The problem: Nothing should be output except the lines from the top of the material below through the line that contains "m[2] * m[7] - m[1]", each exactly as written.

Input for this task:
· · ·
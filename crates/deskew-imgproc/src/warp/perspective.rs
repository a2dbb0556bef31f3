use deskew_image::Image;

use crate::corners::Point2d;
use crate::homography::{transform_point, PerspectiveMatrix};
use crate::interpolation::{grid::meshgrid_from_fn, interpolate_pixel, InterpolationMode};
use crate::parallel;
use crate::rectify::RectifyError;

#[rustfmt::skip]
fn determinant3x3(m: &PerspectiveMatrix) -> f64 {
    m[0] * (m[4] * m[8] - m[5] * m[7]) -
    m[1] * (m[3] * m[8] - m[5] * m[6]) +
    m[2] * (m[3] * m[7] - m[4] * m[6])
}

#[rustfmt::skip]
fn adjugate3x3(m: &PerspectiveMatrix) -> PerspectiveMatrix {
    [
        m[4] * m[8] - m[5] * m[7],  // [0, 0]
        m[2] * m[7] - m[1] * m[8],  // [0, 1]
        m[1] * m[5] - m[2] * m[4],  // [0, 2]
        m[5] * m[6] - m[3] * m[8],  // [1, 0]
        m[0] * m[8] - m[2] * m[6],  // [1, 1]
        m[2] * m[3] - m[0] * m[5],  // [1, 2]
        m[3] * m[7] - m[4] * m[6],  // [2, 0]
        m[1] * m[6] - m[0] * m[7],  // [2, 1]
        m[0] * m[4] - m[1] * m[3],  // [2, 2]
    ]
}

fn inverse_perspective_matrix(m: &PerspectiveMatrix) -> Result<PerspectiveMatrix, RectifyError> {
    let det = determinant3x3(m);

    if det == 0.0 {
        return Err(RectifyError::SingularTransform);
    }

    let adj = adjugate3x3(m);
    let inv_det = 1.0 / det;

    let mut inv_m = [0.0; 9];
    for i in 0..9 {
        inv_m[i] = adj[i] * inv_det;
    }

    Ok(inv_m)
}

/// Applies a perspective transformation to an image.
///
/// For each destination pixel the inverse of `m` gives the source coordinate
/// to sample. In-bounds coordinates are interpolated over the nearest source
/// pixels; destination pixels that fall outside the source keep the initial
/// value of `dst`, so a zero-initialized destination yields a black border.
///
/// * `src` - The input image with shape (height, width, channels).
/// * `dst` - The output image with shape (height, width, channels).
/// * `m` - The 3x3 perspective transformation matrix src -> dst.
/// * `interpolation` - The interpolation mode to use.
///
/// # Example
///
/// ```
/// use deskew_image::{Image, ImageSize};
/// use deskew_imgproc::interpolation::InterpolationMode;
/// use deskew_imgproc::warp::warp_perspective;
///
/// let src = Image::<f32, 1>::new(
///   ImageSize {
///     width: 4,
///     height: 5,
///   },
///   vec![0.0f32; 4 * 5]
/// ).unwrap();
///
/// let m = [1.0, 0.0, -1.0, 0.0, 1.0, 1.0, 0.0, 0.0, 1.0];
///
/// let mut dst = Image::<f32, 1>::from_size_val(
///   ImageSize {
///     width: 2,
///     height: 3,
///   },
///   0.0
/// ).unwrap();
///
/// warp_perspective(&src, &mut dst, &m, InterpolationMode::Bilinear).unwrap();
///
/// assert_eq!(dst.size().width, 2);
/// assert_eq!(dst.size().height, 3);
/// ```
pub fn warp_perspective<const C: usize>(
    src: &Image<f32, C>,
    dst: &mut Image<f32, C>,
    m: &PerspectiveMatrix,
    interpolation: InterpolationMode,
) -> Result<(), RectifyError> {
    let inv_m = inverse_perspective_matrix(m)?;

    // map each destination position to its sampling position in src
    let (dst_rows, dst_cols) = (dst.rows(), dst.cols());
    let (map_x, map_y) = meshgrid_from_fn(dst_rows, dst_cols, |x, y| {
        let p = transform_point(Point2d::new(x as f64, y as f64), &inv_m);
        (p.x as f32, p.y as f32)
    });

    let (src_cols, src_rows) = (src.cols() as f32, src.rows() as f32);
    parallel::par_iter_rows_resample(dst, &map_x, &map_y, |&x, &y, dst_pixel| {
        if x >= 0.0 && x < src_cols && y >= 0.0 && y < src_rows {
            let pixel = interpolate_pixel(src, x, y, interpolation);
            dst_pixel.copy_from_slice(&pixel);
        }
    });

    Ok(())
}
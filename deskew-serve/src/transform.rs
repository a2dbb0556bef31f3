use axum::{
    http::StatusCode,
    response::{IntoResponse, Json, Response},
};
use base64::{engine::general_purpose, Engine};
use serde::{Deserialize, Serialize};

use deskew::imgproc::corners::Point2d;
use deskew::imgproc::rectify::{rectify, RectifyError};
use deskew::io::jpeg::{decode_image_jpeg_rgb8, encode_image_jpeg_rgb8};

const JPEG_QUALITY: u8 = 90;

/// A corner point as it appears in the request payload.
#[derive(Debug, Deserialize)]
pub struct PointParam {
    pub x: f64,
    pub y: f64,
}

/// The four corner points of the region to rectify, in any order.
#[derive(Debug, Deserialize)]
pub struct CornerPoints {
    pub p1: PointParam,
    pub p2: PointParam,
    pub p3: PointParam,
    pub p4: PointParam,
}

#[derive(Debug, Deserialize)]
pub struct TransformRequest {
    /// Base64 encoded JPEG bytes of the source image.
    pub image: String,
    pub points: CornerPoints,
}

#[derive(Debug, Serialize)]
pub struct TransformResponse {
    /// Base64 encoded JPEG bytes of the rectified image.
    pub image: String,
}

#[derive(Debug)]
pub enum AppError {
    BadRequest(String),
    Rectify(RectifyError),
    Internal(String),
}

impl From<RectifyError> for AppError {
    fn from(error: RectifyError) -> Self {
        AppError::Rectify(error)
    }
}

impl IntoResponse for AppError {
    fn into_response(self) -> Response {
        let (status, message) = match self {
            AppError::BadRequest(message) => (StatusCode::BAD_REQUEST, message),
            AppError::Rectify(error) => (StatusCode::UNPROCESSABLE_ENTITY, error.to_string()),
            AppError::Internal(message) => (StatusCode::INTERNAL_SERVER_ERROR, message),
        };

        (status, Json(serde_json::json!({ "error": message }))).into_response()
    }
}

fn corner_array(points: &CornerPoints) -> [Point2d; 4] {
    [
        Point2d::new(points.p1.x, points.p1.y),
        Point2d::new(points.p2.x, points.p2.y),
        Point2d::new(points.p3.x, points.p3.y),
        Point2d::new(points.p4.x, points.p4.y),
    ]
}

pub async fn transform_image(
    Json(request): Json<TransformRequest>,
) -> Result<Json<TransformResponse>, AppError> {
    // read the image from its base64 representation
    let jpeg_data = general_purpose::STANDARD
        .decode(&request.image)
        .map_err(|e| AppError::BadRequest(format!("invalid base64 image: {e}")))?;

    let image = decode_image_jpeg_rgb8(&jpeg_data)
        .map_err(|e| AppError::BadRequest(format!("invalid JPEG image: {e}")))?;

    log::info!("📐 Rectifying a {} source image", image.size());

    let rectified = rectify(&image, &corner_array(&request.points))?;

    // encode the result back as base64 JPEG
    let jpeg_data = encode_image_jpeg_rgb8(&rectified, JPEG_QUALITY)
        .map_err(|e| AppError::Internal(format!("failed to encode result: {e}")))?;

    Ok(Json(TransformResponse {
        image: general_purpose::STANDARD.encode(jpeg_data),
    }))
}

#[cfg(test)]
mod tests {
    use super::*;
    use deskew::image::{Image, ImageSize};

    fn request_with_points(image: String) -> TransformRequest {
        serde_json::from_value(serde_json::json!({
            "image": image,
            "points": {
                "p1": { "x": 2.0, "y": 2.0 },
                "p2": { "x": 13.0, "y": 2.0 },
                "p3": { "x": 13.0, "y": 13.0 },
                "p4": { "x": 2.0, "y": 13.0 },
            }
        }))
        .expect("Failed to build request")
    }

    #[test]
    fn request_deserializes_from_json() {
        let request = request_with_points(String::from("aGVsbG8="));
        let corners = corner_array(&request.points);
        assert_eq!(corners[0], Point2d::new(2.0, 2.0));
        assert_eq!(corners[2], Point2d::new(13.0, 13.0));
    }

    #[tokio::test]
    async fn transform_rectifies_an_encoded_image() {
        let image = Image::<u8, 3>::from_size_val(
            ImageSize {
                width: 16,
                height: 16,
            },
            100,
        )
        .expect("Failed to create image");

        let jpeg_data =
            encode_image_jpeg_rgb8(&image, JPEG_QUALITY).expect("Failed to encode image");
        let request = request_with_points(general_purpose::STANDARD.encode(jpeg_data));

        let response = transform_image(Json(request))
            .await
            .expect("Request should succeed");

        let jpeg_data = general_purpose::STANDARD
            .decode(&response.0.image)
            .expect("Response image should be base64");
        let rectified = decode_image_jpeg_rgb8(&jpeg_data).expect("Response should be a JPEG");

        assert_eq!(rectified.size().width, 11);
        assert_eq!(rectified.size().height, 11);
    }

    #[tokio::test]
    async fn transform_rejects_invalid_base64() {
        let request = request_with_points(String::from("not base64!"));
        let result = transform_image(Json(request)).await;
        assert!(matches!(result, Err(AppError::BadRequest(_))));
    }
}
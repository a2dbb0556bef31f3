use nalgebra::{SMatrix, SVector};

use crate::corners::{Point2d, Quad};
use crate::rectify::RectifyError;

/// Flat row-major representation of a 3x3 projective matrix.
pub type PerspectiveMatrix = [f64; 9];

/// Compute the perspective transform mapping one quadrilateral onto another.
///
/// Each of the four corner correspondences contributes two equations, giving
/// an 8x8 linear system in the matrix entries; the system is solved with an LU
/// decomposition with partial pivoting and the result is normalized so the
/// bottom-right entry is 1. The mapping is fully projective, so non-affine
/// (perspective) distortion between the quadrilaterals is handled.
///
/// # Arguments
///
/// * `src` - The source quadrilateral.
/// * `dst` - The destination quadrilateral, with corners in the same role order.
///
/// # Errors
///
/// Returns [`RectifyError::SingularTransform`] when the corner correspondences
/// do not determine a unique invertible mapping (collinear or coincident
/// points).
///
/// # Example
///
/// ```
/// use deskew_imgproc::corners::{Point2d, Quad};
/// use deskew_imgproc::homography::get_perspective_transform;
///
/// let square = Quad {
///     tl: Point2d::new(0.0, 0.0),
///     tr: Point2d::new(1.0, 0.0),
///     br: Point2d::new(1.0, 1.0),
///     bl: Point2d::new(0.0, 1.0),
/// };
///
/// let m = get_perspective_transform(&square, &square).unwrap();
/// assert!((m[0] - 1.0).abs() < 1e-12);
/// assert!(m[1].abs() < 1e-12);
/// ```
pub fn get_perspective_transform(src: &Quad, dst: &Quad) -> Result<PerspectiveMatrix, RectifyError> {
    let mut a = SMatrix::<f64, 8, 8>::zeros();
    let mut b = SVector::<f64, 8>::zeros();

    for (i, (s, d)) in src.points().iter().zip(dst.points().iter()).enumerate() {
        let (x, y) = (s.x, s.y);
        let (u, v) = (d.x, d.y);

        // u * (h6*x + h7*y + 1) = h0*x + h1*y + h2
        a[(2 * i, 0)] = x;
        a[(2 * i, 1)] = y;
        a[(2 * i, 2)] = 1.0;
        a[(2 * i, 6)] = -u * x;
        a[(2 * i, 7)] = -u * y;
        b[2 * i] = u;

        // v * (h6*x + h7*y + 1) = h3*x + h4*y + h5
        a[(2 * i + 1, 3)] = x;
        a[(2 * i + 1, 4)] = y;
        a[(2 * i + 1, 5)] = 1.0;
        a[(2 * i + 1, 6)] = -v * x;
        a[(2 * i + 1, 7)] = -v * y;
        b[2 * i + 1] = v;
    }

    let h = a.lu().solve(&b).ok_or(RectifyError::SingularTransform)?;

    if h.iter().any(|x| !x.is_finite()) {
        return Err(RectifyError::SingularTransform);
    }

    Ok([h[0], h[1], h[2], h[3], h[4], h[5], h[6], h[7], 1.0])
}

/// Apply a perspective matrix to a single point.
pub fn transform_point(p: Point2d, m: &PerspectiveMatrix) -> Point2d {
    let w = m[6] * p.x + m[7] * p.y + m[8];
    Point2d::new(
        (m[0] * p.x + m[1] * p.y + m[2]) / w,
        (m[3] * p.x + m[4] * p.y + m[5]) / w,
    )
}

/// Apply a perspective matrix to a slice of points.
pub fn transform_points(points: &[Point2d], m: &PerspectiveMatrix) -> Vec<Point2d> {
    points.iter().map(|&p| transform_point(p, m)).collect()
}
· · ·
The answer:
filename crates/deskew-imgproc/src/warp/perspective.rs
repository a2dbb0556bef31f3
use deskew_image::Image;

use crate::corners::Point2d;
use crate::homography::{transform_point, PerspectiveMatrix};
use crate::interpolation::{grid::meshgrid_from_fn, interpolate_pixel, InterpolationMode};
use crate::parallel;
use crate::rectify::RectifyError;

#[rustfmt::skip]
fn determinant3x3(m: &PerspectiveMatrix) -> f64 {
    m[0] * (m[4] * m[8] - m[5] * m[7]) -
    m[1] * (m[3] * m[8] - m[5] * m[6]) +
    m[2] * (m[3] * m[7] - m[4] * m[6])
}

#[rustfmt::skip]
fn adjugate3x3(m: &PerspectiveMatrix) -> PerspectiveMatrix {
    [
        m[4] * m[8] - m[5] * m[7],  // [0, 0]
        m[2] * m[7] - m[1] * m[8],  // [0, 1]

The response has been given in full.